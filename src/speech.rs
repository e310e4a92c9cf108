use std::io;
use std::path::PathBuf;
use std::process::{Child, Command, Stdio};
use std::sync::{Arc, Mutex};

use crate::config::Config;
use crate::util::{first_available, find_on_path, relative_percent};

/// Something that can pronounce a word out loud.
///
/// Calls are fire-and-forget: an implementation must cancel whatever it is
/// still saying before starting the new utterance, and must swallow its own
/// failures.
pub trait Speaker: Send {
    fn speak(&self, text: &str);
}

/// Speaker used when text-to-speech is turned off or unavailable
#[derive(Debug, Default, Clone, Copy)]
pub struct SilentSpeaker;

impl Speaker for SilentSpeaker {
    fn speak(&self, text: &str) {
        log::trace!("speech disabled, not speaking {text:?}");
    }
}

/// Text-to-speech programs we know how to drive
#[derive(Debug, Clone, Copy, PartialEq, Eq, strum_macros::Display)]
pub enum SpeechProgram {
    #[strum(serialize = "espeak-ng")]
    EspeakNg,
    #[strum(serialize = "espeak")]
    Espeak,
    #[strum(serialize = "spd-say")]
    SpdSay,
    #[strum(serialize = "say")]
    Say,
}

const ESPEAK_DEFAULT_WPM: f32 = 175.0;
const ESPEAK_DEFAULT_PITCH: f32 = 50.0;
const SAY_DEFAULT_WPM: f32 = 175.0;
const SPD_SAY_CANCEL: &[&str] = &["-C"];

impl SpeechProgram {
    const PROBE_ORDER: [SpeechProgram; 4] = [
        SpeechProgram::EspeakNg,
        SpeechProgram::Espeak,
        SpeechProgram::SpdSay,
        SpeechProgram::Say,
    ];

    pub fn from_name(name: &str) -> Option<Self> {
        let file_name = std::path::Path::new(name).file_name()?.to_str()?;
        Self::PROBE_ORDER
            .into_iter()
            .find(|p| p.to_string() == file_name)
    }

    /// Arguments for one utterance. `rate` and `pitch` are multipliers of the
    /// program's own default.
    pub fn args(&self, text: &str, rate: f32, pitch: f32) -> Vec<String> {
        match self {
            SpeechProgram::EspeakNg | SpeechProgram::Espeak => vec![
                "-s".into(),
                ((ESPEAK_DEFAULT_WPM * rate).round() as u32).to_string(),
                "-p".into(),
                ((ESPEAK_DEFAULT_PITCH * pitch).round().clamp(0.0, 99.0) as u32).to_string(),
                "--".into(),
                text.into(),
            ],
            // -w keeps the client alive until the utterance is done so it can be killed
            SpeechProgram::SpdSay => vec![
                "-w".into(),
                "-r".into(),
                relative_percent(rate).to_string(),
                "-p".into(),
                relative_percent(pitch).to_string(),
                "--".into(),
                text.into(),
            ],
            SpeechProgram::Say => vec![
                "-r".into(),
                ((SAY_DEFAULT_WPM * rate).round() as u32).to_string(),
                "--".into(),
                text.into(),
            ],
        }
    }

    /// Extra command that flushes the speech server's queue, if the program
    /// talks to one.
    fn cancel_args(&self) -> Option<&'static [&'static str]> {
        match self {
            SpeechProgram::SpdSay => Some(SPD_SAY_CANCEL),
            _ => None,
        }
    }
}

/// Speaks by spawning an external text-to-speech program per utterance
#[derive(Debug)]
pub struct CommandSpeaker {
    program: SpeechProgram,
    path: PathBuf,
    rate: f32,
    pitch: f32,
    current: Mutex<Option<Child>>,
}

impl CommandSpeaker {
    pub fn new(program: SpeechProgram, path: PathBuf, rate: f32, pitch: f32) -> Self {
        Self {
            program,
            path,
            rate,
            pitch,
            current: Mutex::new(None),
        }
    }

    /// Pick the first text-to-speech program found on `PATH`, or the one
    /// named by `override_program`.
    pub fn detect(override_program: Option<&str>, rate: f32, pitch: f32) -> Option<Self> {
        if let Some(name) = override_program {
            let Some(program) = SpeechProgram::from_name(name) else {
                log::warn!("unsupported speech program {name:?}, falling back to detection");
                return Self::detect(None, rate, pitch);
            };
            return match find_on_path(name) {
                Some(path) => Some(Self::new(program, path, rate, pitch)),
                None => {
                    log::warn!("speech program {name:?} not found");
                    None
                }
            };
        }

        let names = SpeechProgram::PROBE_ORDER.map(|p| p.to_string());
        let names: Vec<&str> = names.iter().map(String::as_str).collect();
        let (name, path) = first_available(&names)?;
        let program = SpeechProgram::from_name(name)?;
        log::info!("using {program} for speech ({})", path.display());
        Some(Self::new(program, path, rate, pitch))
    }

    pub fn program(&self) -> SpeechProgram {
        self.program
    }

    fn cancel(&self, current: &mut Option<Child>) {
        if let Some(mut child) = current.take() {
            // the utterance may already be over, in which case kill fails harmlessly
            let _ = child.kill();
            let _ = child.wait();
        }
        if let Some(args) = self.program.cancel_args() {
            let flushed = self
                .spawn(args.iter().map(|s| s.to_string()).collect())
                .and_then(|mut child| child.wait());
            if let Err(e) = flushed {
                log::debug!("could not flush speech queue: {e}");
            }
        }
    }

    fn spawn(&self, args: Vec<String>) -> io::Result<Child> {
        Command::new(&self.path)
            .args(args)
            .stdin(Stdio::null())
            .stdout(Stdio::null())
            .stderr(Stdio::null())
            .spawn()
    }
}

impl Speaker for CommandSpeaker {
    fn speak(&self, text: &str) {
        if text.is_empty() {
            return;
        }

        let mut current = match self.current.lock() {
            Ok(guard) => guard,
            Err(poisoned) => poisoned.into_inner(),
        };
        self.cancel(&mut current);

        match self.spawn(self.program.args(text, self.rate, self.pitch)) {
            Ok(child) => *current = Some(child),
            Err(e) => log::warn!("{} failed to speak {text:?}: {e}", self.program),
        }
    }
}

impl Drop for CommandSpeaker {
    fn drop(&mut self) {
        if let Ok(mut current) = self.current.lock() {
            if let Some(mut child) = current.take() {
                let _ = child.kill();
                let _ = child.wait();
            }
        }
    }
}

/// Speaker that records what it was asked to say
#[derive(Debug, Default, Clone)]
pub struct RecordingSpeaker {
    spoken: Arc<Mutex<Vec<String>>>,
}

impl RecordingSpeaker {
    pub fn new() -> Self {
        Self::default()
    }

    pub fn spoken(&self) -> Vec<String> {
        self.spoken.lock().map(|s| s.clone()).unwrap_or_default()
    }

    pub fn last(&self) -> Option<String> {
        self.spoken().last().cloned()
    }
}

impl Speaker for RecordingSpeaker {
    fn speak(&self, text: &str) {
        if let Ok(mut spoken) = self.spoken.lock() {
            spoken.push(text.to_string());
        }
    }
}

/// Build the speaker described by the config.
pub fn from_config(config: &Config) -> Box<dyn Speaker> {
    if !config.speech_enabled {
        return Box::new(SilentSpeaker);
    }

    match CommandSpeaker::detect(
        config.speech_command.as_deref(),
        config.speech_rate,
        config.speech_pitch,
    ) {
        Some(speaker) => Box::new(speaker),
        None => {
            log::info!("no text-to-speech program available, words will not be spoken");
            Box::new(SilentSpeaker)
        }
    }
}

**Work to complete**
Repeat the listing above exactly, line for line.

**Output for this exercise**
filename src/speech.rs
repository e310e4a92c9cf108
use std::io;
use std::path::PathBuf;
use std::process::{Child, Command, Stdio};
use std::sync::{Arc, Mutex};

use crate::config::Config;
use crate::util::{first_available, find_on_path, relative_percent};

/// Something that can pronounce a word out loud.
///
/// Calls are fire-and-forget: an implementation must cancel whatever it is
/// still saying before starting the new utterance, and must swallow its own
/// failures.
pub trait Speaker: Send {
    fn speak(&self, text: &str);
}

/// Speaker used when text-to-speech is turned off or unavailable
#[derive(Debug, Default, Clone, Copy)]
pub struct SilentSpeaker;

impl Speaker for SilentSpeaker {
    fn speak(&self, text: &str) {
        log::trace!("speech disabled, not speaking {text:?}");
    }
}

/// Text-to-speech programs we know how to drive
#[derive(Debug, Clone, Copy, PartialEq, Eq, strum_macros::Display)]
pub enum SpeechProgram {
    #[strum(serialize = "espeak-ng")]
    EspeakNg,
    #[strum(serialize = "espeak")]
    Espeak,
    #[strum(serialize = "spd-say")]
    SpdSay,
    #[strum(serialize = "say")]
    Say,
}

const ESPEAK_DEFAULT_WPM: f32 = 175.0;
const ESPEAK_DEFAULT_PITCH: f32 = 50.0;
const SAY_DEFAULT_WPM: f32 = 175.0;
const SPD_SAY_CANCEL: &[&str] = &["-C"];

impl SpeechProgram {
    const PROBE_ORDER: [SpeechProgram; 4] = [
        SpeechProgram::EspeakNg,
        SpeechProgram::Espeak,
        SpeechProgram::SpdSay,
        SpeechProgram::Say,
    ];

    pub fn from_name(name: &str) -> Option<Self> {
        let file_name = std::path::Path::new(name).file_name()?.to_str()?;
        Self::PROBE_ORDER
            .into_iter()
            .find(|p| p.to_string() == file_name)
    }

    /// Arguments for one utterance. `rate` and `pitch` are multipliers of the
    /// program's own default.
    pub fn args(&self, text: &str, rate: f32, pitch: f32) -> Vec<String> {
        match self {
            SpeechProgram::EspeakNg | SpeechProgram::Espeak => vec![
                "-s".into(),
                ((ESPEAK_DEFAULT_WPM * rate).round() as u32).to_string(),
                "-p".into(),
                ((ESPEAK_DEFAULT_PITCH * pitch).round().clamp(0.0, 99.0) as u32).to_string(),
                "--".into(),
                text.into(),
            ],
            // -w keeps the client alive until the utterance is done so it can be killed
            SpeechProgram::SpdSay => vec![
                "-w".into(),
                "-r".into(),
                relative_percent(rate).to_string(),
                "-p".into(),
                relative_percent(pitch).to_string(),
                "--".into(),
                text.into(),
            ],
            SpeechProgram::Say => vec![
                "-r".into(),
                ((SAY_DEFAULT_WPM * rate).round() as u32).to_string(),
                "--".into(),
                text.into(),
            ],
        }
    }

    /// Extra command that flushes the speech server's queue, if the program
    /// talks to one.
    fn cancel_args(&self) -> Option<&'static [&'static str]> {
        match self {
            SpeechProgram::SpdSay => Some(SPD_SAY_CANCEL),
            _ => None,
        }
    }
}

/// Speaks by spawning an external text-to-speech program per utterance
#[derive(Debug)]
pub struct CommandSpeaker {
    program: SpeechProgram,
    path: PathBuf,
    rate: f32,
    pitch: f32,
    current: Mutex<Option<Child>>,
}

impl CommandSpeaker {
    pub fn new(program: SpeechProgram, path: PathBuf, rate: f32, pitch: f32) -> Self {
        Self {
            program,
            path,
            rate,
            pitch,
            current: Mutex::new(None),
        }
    }

    /// Pick the first text-to-speech program found on `PATH`, or the one
    /// named by `override_program`.
    pub fn detect(override_program: Option<&str>, rate: f32, pitch: f32) -> Option<Self> {
        if let Some(name) = override_program {
            let Some(program) = SpeechProgram::from_name(name) else {
                log::warn!("unsupported speech program {name:?}, falling back to detection");
                return Self::detect(None, rate, pitch);
            };
            return match find_on_path(name) {
                Some(path) => Some(Self::new(program, path, rate, pitch)),
                None => {
                    log::warn!("speech program {name:?} not found");
                    None
                }
            };
        }

        let names = SpeechProgram::PROBE_ORDER.map(|p| p.to_string());
        let names: Vec<&str> = names.iter().map(String::as_str).collect();
        let (name, path) = first_available(&names)?;
        let program = SpeechProgram::from_name(name)?;
        log::info!("using {program} for speech ({})", path.display());
        Some(Self::new(program, path, rate, pitch))
    }

    pub fn program(&self) -> SpeechProgram {
        self.program
    }

    fn cancel(&self, current: &mut Option<Child>) {
        if let Some(mut child) = current.take() {
            // the utterance may already be over, in which case kill fails harmlessly
            let _ = child.kill();
            let _ = child.wait();
        }
        if let Some(args) = self.program.cancel_args() {
            let flushed = self
                .spawn(args.iter().map(|s| s.to_string()).collect())
                .and_then(|mut child| child.wait());
            if let Err(e) = flushed {
                log::debug!("could not flush speech queue: {e}");
            }
        }
    }

    fn spawn(&self, args: Vec<String>) -> io::Result<Child> {
        Command::new(&self.path)
            .args(args)
            .stdin(Stdio::null())
            .stdout(Stdio::null())
            .stderr(Stdio::null())
            .spawn()
    }
}

impl Speaker for CommandSpeaker {
    fn speak(&self, text: &str) {
        if text.is_empty() {
            return;
        }

        let mut current = match self.current.lock() {
            Ok(guard) => guard,
            Err(poisoned) => poisoned.into_inner(),
        };
        self.cancel(&mut current);

        match self.spawn(self.program.args(text, self.rate, self.pitch)) {
            Ok(child) => *current = Some(child),
            Err(e) => log::warn!("{} failed to speak {text:?}: {e}", self.program),
        }
    }
}

impl Drop for CommandSpeaker {
    fn drop(&mut self) {
        if let Ok(mut current) = self.current.lock() {
            if let Some(mut child) = current.take() {
                let _ = child.kill();
                let _ = child.wait();
            }
        }
    }
}

/// Speaker that records what it was asked to say
#[derive(Debug, Default, Clone)]
pub struct RecordingSpeaker {
    spoken: Arc<Mutex<Vec<String>>>,
}

impl RecordingSpeaker {
    pub fn new() -> Self {
        Self::default()
    }

    pub fn spoken(&self) -> Vec<String> {
        self.spoken.lock().map(|s| s.clone()).unwrap_or_default()
    }

    pub fn last(&self) -> Option<String> {
        self.spoken().last().cloned()
    }
}

impl Speaker for RecordingSpeaker {
    fn speak(&self, text: &str) {
        if let Ok(mut spoken) = self.spoken.lock() {
            spoken.push(text.to_string());
        }
    }
}

/// Build the speaker described by the config.
pub fn from_config(config: &Config) -> Box<dyn Speaker> {
    if !config.speech_enabled {
        return Box::new(SilentSpeaker);
    }

    match CommandSpeaker::detect(
        config.speech_command.as_deref(),
        config.speech_rate,
        config.speech_pitch,
    ) {
        Some(speaker) => Box::new(speaker),
        None => {
            log::info!("no text-to-speech program available, words will not be spoken");
            Box::new(SilentSpeaker)
        }
    }
}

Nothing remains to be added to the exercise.